START INFORMATION SHOWN
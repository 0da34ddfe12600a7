// src/models/quiz.rs

use chrono::{DateTime, Utc};
use serde::{Deserialize, Serialize};
use sqlx::{prelude::FromRow, types::Json};
use validator::Validate;

/// Represents the 'quizzes' table in the database.
/// Immutable once created; there is no edit path.
#[derive(Debug, Clone, PartialEq, FromRow, Serialize, Deserialize)]
pub struct Quiz {
    pub id: i64,

    pub title: String,

    pub description: Option<String>,

    /// Free-form author label (e.g. an admin's email).
    pub created_by: Option<String>,

    /// Ordered question bank. Position is the identity answers are matched by.
    /// Stored as a JSON array in the database.
    pub questions: Json<Vec<Question>>,

    /// Always the sum of `questions[*].points`, fixed at creation.
    pub total_points: i32,

    /// Time limit in minutes.
    pub time_limit: i32,

    pub created_at: DateTime<Utc>,
}

/// A single multiple-choice question embedded in a quiz.
#[derive(Debug, Clone, PartialEq, Serialize, Deserialize)]
pub struct Question {
    pub prompt: String,
    pub options: Vec<String>,
    /// 0-based index into `options`.
    pub correct_answer: i32,
    pub points: i32,
}

/// Listing row for quizzes. Questions are omitted.
#[derive(Debug, Clone, PartialEq, FromRow, Serialize)]
pub struct QuizSummary {
    pub id: i64,
    pub title: String,
    pub description: Option<String>,
    pub created_by: Option<String>,
    pub question_count: i64,
    pub total_points: i32,
    pub time_limit: i32,
    pub created_at: DateTime<Utc>,
}

impl From<&Quiz> for QuizSummary {
    fn from(quiz: &Quiz) -> Self {
        Self {
            id: quiz.id,
            title: quiz.title.clone(),
            description: quiz.description.clone(),
            created_by: quiz.created_by.clone(),
            question_count: quiz.questions.len() as i64,
            total_points: quiz.total_points,
            time_limit: quiz.time_limit,
            created_at: quiz.created_at,
        }
    }
}

/// DTO for sending a quiz to learners (excludes the answer key).
#[derive(Debug, Serialize)]
pub struct PublicQuiz {
    pub id: i64,
    pub title: String,
    pub description: Option<String>,
    pub questions: Vec<PublicQuestion>,
    pub total_points: i32,
    pub time_limit: i32,
}

#[derive(Debug, Serialize)]
pub struct PublicQuestion {
    pub prompt: String,
    pub options: Vec<String>,
    pub points: i32,
}

impl From<Quiz> for PublicQuiz {
    fn from(quiz: Quiz) -> Self {
        Self {
            id: quiz.id,
            title: quiz.title,
            description: quiz.description,
            questions: quiz
                .questions
                .0
                .into_iter()
                .map(|q| PublicQuestion {
                    prompt: q.prompt,
                    options: q.options,
                    points: q.points,
                })
                .collect(),
            total_points: quiz.total_points,
            time_limit: quiz.time_limit,
        }
    }
}

/// A validated quiz ready to be persisted. Only the catalog builds these.
#[derive(Debug, Clone)]
pub struct NewQuiz {
    pub title: String,
    pub description: Option<String>,
    pub created_by: Option<String>,
    pub questions: Vec<Question>,
    pub total_points: i32,
    pub time_limit: i32,
}

/// DTO for creating a new quiz.
/// Missing fields default to empty so the catalog reports them as validation errors.
#[derive(Debug, Clone, Default, Deserialize, Validate)]
pub struct CreateQuizRequest {
    #[serde(default)]
    #[validate(length(min = 1, max = 200, message = "Title is required (max 200 characters)."))]
    pub title: String,
    #[validate(length(max = 2000))]
    pub description: Option<String>,
    #[validate(length(max = 100))]
    pub created_by: Option<String>,
    #[serde(default)]
    pub questions: Vec<CreateQuestionRequest>,
    /// Minutes; defaults to 30 when absent.
    #[validate(range(min = 1, max = 1440, message = "Time limit must be between 1 and 1440 minutes."))]
    pub time_limit: Option<i32>,
}

/// DTO for one question inside `CreateQuizRequest`.
#[derive(Debug, Clone, Default, Deserialize, Validate)]
pub struct CreateQuestionRequest {
    #[serde(default)]
    #[validate(length(max = 1000))]
    pub prompt: String,
    #[serde(default)]
    #[validate(custom(function = validate_options))]
    pub options: Vec<String>,
    /// Checked against `options.len()` by the catalog.
    pub correct_answer: Option<i32>,
    /// Defaults to 1 when absent.
    #[validate(range(min = 1, max = 1000, message = "Points must be between 1 and 1000."))]
    pub points: Option<i32>,
}

fn validate_options(options: &[String]) -> Result<(), validator::ValidationError> {
    if options.len() < 2 {
        return Err(validator::ValidationError::new("too_few_options")
            .with_message("Each question needs at least two options.".into()));
    }
    for opt in options {
        if opt.len() > 500 {
            return Err(validator::ValidationError::new("option_too_long"));
        }
    }
    Ok(())
}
END INFORMATION SHOWN
• **HOW TO COMPLETE THIS TASK**: Please transcribe the material line by line, exactly, from its opening line through the line that contains "embedded in a quiz.".

• **THE ANSWER**:
repository 0da34ddfe12600a7
// src/models/quiz.rs

use chrono::{DateTime, Utc};
use serde::{Deserialize, Serialize};
use sqlx::{prelude::FromRow, types::Json};
use validator::Validate;

/// Represents the 'quizzes' table in the database.
/// Immutable once created; there is no edit path.
#[derive(Debug, Clone, PartialEq, FromRow, Serialize, Deserialize)]
pub struct Quiz {
    pub id: i64,

    pub title: String,

    pub description: Option<String>,

    /// Free-form author label (e.g. an admin's email).
    pub created_by: Option<String>,

    /// Ordered question bank. Position is the identity answers are matched by.
    /// Stored as a JSON array in the database.
    pub questions: Json<Vec<Question>>,

    /// Always the sum of `questions[*].points`, fixed at creation.
    pub total_points: i32,

    /// Time limit in minutes.
    pub time_limit: i32,

    pub created_at: DateTime<Utc>,
}

/// A single multiple-choice question embedded in a quiz.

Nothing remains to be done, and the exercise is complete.